In this anthology edited by Roxane Gay, bestselling author of Bad Feminist and Hunger, a diverse group of writers disclose their experiences with sexual harassment, aggression, and assault as well as the shame and belittlement that has too often been a consequence of speaking out.
You might look at that subtitle and think, 'There is no way I’m reading that.' Which is exactly the reason why it’s important to do it anyway. Not all of the essays are about rape, but all of them examine the culture that allows and encourages men and boys to take what they want from women (and girls and boys) regardless of what the other person wants or how that other person feels. It is also about a culture that makes victims believe that whatever awful thing happened to them was their fault ... There is a lot of darkness in this book, but there is also the bright light of #MeToo wisdom.
It is a difficult, almost unbearable look at what perpetrators are capable of. The details, devastation and sheer number of men helping themselves to the bodies of women, girls and boys deaden the reader. It is a critical work that makes this much clear: The violations #MeToo rages against can and do damage people for a lifetime ... They are a diverse group of women and men: famous and never published before, young and old, straight, queer and transgender. Among them are an army wife, a biochemist, an exterminator, a lawyer, a cartoonist, an eighties film icon and an author researching mental illness in the suburbs. Their stories make clear that the reverberations of sexual predation live on inside all kinds of people. Not That Bad peers into the psychology of victimhood, mining elements of sexual violence we don’t understand very well yet.

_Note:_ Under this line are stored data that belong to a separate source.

//! Low-level primitives of the wire format.
//!
//! All integers are little-endian. Byte arrays are prefixed with their length
//! using the narrowest integer that fits the maximum length declared for the field,
//! see [`LenPrefix`].

use alloc::vec::Vec;

use bytes::{Buf, BufMut, Bytes, BytesMut, TryGetError};
use thiserror::Error;

use super::event::EventKind;

/// Prefix used for entity init payloads.
pub const INIT_PAYLOAD_PREFIX: LenPrefix = LenPrefix::for_max_len(u32::MAX);

/// Prefix used for each sub-message inside a message blob.
///
/// Posted messages never exceed `u16::MAX` bytes.
pub const SUB_MESSAGE_PREFIX: LenPrefix = LenPrefix::for_max_len(u16::MAX as u32);

/// Error returned when a received message can't be decoded.
///
/// Events decoded before the error stay applied, the rest of the message is discarded.
#[derive(Debug, Clone, Copy, PartialEq, Eq, Error)]
pub enum DecodeError {
    /// The message ended in the middle of an event.
    #[error("expected {requested} more bytes, but only {available} remain")]
    UnexpectedEnd { requested: usize, available: usize },

    /// The event tag doesn't match any [`EventKind`].
    #[error("unknown event tag {0}")]
    UnknownEvent(u8),

    /// The event is valid, but isn't accepted by the receiving side.
    #[error("event `{0:?}` isn't accepted by this side of the connection")]
    UnexpectedEvent(EventKind),

    /// A connect event carries an epoch of zero.
    #[error("connect event carries a zero epoch")]
    ZeroEpoch,
}

impl From<TryGetError> for DecodeError {
    fn from(value: TryGetError) -> Self {
        Self::UnexpectedEnd {
            requested: value.requested,
            available: value.available,
        }
    }
}

/// Width of the length written in front of a byte array.
#[derive(Debug, Clone, Copy, PartialEq, Eq)]
pub enum LenPrefix {
    U8,
    U16,
    U32,
}

impl LenPrefix {
    /// Picks the smallest prefix able to encode `max_len`.
    pub const fn for_max_len(max_len: u32) -> Self {
        if max_len <= u8::MAX as u32 {
            Self::U8
        } else if max_len <= u16::MAX as u32 {
            Self::U16
        } else {
            Self::U32
        }
    }

    /// Returns the size of the prefix in bytes.
    pub const fn size(self) -> usize {
        match self {
            Self::U8 => 1,
            Self::U16 => 2,
            Self::U32 => 4,
        }
    }

    /// Returns the largest length that the prefix can encode.
    pub const fn max_len(self) -> usize {
        match self {
            Self::U8 => u8::MAX as usize,
            Self::U16 => u16::MAX as usize,
            Self::U32 => u32::MAX as usize,
        }
    }

    /// Writes `data` prefixed with its length.
    ///
    /// # Panics
    ///
    /// Panics if the data is longer than [`Self::max_len`].
    pub fn write(self, data: &[u8], buf: &mut impl BufMut) {
        let len = data.len();
        assert!(
            len <= self.max_len(),
            "data of {len} bytes should fit into `{self:?}` prefix"
        );
        match self {
            Self::U8 => buf.put_u8(len as u8),
            Self::U16 => buf.put_u16_le(len as u16),
            Self::U32 => buf.put_u32_le(len as u32),
        }
        buf.put_slice(data);
    }

    /// Reads a length-prefixed byte array without copying.
    pub fn read(self, buf: &mut Bytes) -> Result<Bytes, DecodeError> {
        let len = match self {
            Self::U8 => buf.try_get_u8()? as usize,
            Self::U16 => buf.try_get_u16_le()? as usize,
            Self::U32 => buf.try_get_u32_le()? as usize,
        };
        read_bytes(buf, len)
    }
}

/// Splits `len` bytes from the front of `buf`.
pub(crate) fn read_bytes(buf: &mut Bytes, len: usize) -> Result<Bytes, DecodeError> {
    if buf.remaining() < len {
        return Err(DecodeError::UnexpectedEnd {
            requested: len,
            available: buf.remaining(),
        });
    }

    Ok(buf.split_to(len))
}

/// Appends a single sub-message to a message blob.
pub(crate) fn frame_message(message: &[u8], blob: &mut BytesMut) {
    SUB_MESSAGE_PREFIX.write(message, blob);
}

/// Splits a message blob into sub-messages.
///
/// Fails without returning anything if the blob is truncated.
pub(crate) fn split_messages(mut blob: Bytes) -> Result<Vec<Bytes>, DecodeError> {
    let mut messages = Vec::new();
    while blob.has_remaining() {
        messages.push(SUB_MESSAGE_PREFIX.read(&mut blob)?);
    }

    Ok(messages)
}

In their underacknowledged anguish, the contributors gave the book...'a place for people to give voice to their experiences,' to describe their wounds and attempt to fortify others with similar injuries. Almost all the entries are confessional, restless with frustration and pain. And the anger of Not That Bad’s contributors...is hardly confined to their assailants. The greater betrayal comes from complicit parents, callous peers, thoughtless doctors ... The problem lies with families, the friends that families keep, the church congregations to which families belong, and the professionals to whom families turn. At sixteen, after her father tries again [to assault her], Tracey writes letters to every adult she knows, begging for assistance leaving home. She receives no replies.